Sadrac piensa en su persona como parte de todo el sistema que constituye Genghis Mao. Analiza las analogías.

No cabe duda de que sus sensores y sus nódulos lo unen al Khan de una manera muy especial, pero él no es ni más ni menos importante para el sistema que constituye Genghis Mao que lo es el trozo de mármol de Miguel Ángel para todo el sistema involucrado en la realización de la estatua. Si Miguel Angel hubiera considerado que un trozo de mármol dejaba de ser necesario para el sistema, lo hubiera descartado y hubiera introducido otro.

Nikki tiembla.

—Si tú no tratas de salvarte —le dice—, entonces nadie podrá hacer nada por ti.
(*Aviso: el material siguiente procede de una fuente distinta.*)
//! HTTP Client abstraction layer for platform queries
//!
//! The stream status client talks to the platform's REST API through this
//! trait rather than through reqwest directly, so tests can hand it canned
//! response bodies without touching the network.
//!
//! Bodies are returned as text regardless of the HTTP status code; callers
//! decide what a usable response looks like.

use async_trait::async_trait;
use std::collections::HashMap;
use std::time::Duration;
use crate::Error;

/// A generic trait for making HTTP requests.
#[async_trait]
pub trait HttpClient: Send + Sync {
    type Error: std::error::Error + Send + Sync + 'static;

    async fn get(&self, url: String, headers: HashMap<String, String>) -> Result<String, Self::Error>;
}

#[derive(Clone)]
pub struct DefaultHttpClient {
    client: reqwest::Client,
}

impl DefaultHttpClient {
    const TIMEOUT: Duration = Duration::from_secs(10);

    pub fn new() -> Result<Self, Error> {
        let client = reqwest::Client::builder()
            .timeout(Self::TIMEOUT)
            .build()?;
        Ok(Self { client })
    }
}

#[async_trait]
impl HttpClient for DefaultHttpClient {
    type Error = Error;

    async fn get(&self, url: String, headers: HashMap<String, String>) -> Result<String, Self::Error> {
        let mut request = self.client.get(&url);
        for (key, value) in headers {
            request = request.header(&key, value);
        }
        let response = request
            .send()
            .await?
            .text()
            .await?;
        Ok(response)
    }
}
// File: src/platforms/twitch_helix/streams.rs

use std::collections::HashMap;
use std::sync::Arc;

use async_trait::async_trait;
use serde_json::Value;
use tracing::trace;

use emotebot_common::traits::StreamStatusApi;

use crate::config::BotConfig;
use crate::http::HttpClient;
use crate::Error;

pub const HELIX_STREAMS_URL: &str = "https://api.twitch.tv/helix/streams";

/// Queries the Helix `streams` endpoint for one channel at a time.
pub struct TwitchHelixStatusApi {
    http: Arc<dyn HttpClient<Error = Error>>,
    bearer_token: String,
    client_id: Option<String>,
    base_url: String,
}

impl TwitchHelixStatusApi {
    pub fn new(config: &BotConfig, http: Arc<dyn HttpClient<Error = Error>>) -> Self {
        Self {
            http,
            bearer_token: config.bearer_token().to_string(),
            client_id: config.identity.client_id.clone(),
            base_url: HELIX_STREAMS_URL.to_string(),
        }
    }

    pub fn with_base_url(mut self, base_url: impl Into<String>) -> Self {
        self.base_url = base_url.into();
        self
    }

    fn request_url(&self, channel: &str) -> String {
        let login = channel.trim().trim_start_matches('#');
        format!("{}?user_login={}", self.base_url, urlencoding::encode(login))
    }
}

#[async_trait]
impl StreamStatusApi for TwitchHelixStatusApi {
    async fn fetch_stream_status(&self, channel: &str) -> Result<String, Error> {
        let url = self.request_url(channel);

        let mut headers = HashMap::new();
        headers.insert(
            "Authorization".to_string(),
            format!("Bearer {}", self.bearer_token),
        );
        if let Some(client_id) = &self.client_id {
            headers.insert("Client-Id".to_string(), client_id.clone());
        }

        trace!("GET {}", url);
        self.http.get(url, headers).await
    }
}

/// Reads a `streams` response body.
///
/// `None` means the body is unusable: not JSON, not an object, or without a
/// `data` list. Otherwise the channel is live when the first entry's `type`
/// is `live`; an empty list means offline.
pub fn parse_live_status(body: &str) -> Option<bool> {
    let value: Value = serde_json::from_str(body).ok()?;
    let data = value.as_object()?.get("data")?.as_array()?;

    let live = data
        .first()
        .and_then(|stream| stream.get("type"))
        .and_then(Value::as_str)
        .is_some_and(|t| t.eq_ignore_ascii_case("live"));
    Some(live)
}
Una vez que el y Genghis Mao compartan el mismo cuerpo, serán verdaderamente una unidad integrada de procesamiento de datos. Desde luego, una unidad semejante necesitará una sola biocomputadora, un cerebro, una mente, un individuo, y ese individuo no será Sadrac Mordecai. —Ya lo sé —dice Sadrac— Eso ya lo hablamos. Yo soy el único responsable.

—¿No te importa?

—Tal vez no. Ya no. No sé.

—Sadrac…

Nikki hace un gesto de acercamiento, un gesto tentativo, tal vez erótico, o tal vez simplemente sea un gesto de ayuda a un hombre cuya vida está al borde del colapso. Sadrac se echa hacia atrás. Un muro invisible los separa, una barrera impermeable de palabras y temores y dudas y titubeos y culpas. Pero a Sadrac no le importa, se refugia detrás de ese muro. Sin embargo, la atracción sexual perdura, esa línea rígida e incandescente de tensión erótica, una línea que los une, que atraviesa la barrera, la perfora, la quema, la res quebraja hasta hacerla desaparecer. Sadrac ama a Nikki, odia, la desea, la detesta. Hace un ademán tentativo de acercamiento, pero se detiene. Parecen dos adolescentes inseguros de ellos mismos, una inseguridad absurda, llenos de prejuicios, jugándose tretas ridículas, acercándose con ímpetu y luego retrocediendo nerviosos. Los dos sonríen tensos. Los dos están perfectamente conscientes de los súbitos cambios de equilibrio que ocurren dentro de ellos y entre ellos. Es como si fueran viajeros a bordo de un vapor qué navega en un mar de aguas turbulentas y agitadas. Están atrapados en un diminuto camarote, donde un cofre de metal macizo se desliza de un lado a otro con el vaivén convulsiva de las olas, estrellándose contra la pared, amenazando con golpearlos si no logran esquivarlo mientras se balancea a sus pies. Hay una suerte de comicidad innegable en esta situación, pero el peligro existe y no es de ninguna manera divertido. ¿Cuánto tiempo más podrán resistir? El cofre es tan pesado, el mar está tan embravecido el camarote, es tan pequeño, ellos ya están agotados…

De pronto se abrazan, se fusionan uno con el otro, bocas, que se buscan, dedos que se entierran en la carne. Sadrac está aterrado por el poder de esa fuerza ciega e irracional que se ha descargado sobre él y que él ha descargado.

—No —murmura. Sin embargo se aferra a las ropas de Nikki, la abraza apasionado, busca la plenitud de sus pechos. por debajo del delantal tan poco erótico.

—No —dice Nikki en un quejido, aparentemente tan aterrorizada como Sadrac. Sin embargo, ninguno de los dos resiste. Se tambalean de una manera casi cómica, se balancean, hasta caer en el piso alfombrado, entre el escritorio y los ficheros.